Work required - Go through the records and copy each line where the word "None" occurs.

(Dataset excerpts)
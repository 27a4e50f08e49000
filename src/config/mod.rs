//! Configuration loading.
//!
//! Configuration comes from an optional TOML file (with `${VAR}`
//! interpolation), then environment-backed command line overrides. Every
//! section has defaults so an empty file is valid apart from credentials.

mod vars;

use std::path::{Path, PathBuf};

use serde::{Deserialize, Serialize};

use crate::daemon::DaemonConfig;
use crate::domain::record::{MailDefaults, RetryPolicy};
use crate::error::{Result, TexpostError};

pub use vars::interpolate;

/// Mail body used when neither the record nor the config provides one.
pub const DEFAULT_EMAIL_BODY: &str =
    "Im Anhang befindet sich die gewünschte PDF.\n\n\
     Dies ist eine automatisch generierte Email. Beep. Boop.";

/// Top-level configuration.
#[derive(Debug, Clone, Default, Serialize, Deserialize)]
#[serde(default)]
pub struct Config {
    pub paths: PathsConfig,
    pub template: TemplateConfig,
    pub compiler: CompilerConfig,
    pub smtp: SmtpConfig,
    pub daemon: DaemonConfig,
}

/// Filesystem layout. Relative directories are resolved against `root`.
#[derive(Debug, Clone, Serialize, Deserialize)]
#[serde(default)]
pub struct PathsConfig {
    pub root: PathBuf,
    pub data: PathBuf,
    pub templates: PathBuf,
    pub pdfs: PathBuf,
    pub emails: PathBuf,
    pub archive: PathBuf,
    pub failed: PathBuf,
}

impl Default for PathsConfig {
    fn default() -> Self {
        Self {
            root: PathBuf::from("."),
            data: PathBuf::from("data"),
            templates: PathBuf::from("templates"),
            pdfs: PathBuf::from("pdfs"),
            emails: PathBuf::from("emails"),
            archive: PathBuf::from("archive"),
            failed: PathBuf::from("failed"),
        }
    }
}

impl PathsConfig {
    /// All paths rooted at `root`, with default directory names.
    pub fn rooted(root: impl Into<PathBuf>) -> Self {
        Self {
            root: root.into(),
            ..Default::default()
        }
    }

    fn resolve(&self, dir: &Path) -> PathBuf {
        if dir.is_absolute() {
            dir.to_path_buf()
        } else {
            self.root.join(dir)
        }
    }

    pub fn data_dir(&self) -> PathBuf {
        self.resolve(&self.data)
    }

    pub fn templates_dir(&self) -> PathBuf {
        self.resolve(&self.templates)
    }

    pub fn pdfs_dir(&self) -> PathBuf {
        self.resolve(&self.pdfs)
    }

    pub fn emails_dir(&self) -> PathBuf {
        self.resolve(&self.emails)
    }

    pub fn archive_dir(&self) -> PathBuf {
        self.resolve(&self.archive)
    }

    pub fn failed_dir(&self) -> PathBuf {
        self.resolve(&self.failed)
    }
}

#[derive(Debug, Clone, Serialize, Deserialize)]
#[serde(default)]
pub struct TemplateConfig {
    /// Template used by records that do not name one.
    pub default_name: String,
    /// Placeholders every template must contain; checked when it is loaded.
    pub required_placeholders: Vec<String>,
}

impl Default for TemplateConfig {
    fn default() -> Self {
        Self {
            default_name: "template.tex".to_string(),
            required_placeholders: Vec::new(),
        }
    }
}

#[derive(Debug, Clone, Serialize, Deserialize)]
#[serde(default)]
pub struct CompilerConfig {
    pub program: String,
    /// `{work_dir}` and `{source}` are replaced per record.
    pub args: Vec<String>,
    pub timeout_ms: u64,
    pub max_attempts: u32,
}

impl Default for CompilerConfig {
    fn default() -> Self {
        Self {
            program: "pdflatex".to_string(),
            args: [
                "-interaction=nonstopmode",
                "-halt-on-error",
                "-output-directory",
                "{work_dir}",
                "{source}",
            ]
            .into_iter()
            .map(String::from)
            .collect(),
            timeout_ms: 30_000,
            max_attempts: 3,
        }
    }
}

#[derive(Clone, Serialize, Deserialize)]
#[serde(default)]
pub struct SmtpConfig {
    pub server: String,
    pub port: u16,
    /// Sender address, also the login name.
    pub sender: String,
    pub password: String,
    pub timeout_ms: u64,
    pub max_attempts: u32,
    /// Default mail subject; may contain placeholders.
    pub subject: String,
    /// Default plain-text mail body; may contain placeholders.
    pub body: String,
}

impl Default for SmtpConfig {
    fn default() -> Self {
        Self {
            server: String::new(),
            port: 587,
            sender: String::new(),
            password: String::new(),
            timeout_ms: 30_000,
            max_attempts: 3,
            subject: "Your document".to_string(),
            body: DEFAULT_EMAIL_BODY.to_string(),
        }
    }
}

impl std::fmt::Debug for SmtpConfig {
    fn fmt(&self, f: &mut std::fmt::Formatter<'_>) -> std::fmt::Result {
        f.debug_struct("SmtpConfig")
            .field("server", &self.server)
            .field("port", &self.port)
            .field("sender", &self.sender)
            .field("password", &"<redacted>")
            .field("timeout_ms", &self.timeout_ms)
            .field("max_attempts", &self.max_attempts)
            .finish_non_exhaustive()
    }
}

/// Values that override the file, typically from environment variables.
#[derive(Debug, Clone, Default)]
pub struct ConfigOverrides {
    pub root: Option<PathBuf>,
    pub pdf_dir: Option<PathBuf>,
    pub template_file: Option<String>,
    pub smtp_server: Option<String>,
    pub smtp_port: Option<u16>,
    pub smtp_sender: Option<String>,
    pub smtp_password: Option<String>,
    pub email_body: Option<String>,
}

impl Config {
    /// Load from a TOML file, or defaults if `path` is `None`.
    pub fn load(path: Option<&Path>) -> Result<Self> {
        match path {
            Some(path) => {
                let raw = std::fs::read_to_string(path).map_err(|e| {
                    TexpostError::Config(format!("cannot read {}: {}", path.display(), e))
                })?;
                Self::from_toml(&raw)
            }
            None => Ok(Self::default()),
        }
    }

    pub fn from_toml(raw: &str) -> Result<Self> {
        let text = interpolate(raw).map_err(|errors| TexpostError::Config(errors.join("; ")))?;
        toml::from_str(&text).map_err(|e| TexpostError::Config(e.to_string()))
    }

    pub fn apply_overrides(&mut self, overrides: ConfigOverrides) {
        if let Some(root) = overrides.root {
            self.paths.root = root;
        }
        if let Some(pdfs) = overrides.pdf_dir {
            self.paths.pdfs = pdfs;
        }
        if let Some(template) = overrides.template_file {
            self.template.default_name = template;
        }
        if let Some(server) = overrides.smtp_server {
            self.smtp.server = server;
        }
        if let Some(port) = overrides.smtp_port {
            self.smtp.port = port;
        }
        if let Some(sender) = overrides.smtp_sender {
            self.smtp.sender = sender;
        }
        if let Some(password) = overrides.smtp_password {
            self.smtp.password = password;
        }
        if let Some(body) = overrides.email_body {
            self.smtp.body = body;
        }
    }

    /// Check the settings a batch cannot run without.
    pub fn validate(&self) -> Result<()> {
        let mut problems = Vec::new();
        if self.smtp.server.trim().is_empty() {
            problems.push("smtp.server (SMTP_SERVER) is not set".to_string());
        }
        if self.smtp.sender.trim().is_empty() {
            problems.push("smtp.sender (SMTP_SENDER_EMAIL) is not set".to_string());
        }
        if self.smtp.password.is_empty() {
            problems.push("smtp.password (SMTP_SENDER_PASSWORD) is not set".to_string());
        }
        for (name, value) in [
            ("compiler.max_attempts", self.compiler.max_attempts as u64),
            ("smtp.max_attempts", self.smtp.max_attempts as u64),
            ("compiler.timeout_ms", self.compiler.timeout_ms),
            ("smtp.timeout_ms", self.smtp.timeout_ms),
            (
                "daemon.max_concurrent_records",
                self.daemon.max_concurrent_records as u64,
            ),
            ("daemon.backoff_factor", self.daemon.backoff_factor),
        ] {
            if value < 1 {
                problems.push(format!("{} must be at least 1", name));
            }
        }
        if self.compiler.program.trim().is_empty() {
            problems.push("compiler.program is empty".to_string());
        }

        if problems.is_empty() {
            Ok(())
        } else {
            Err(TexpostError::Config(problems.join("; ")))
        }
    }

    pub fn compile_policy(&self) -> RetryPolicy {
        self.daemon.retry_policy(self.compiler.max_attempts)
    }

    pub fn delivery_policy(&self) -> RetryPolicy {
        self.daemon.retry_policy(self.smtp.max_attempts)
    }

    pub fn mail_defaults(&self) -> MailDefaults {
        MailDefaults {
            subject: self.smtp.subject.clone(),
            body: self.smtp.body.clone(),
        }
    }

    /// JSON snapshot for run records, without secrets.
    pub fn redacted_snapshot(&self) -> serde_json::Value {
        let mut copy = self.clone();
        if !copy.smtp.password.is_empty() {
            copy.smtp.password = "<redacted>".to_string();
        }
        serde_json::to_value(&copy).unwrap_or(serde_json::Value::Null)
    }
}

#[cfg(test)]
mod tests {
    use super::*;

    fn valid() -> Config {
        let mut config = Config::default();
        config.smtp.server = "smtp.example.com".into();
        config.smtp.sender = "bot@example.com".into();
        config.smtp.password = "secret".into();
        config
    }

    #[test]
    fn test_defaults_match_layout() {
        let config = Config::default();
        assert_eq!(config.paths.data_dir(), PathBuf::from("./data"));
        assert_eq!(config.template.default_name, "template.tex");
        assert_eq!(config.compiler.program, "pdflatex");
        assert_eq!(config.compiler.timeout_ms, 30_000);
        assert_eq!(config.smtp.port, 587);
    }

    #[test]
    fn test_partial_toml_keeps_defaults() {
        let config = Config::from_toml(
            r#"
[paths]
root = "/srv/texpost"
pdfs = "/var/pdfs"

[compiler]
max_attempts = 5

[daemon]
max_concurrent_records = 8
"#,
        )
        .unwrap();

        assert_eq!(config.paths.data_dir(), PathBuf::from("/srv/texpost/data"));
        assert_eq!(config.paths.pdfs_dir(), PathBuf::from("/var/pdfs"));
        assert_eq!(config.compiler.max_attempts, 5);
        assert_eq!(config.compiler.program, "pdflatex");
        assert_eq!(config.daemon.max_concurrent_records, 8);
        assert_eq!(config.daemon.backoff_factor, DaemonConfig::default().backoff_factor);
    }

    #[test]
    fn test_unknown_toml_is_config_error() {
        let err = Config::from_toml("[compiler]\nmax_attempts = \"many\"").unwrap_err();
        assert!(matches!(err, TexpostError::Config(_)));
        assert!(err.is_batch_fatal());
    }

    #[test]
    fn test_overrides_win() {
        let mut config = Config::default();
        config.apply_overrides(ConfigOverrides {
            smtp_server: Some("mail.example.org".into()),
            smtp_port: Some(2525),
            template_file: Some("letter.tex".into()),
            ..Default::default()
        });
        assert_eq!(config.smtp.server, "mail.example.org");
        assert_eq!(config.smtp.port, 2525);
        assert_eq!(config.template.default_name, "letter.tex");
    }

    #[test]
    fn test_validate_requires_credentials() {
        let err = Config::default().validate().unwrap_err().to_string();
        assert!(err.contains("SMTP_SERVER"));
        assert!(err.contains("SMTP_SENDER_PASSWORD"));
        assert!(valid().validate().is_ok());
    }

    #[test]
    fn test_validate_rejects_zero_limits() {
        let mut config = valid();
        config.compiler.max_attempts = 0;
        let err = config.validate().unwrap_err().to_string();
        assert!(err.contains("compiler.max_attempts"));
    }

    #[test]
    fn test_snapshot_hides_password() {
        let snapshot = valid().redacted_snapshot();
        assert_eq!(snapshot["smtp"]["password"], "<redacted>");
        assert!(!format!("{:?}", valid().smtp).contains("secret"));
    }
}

Exercise answer -
    /// Load from a TOML file, or defaults if `path` is `None`.
            None => Ok(Self::default()),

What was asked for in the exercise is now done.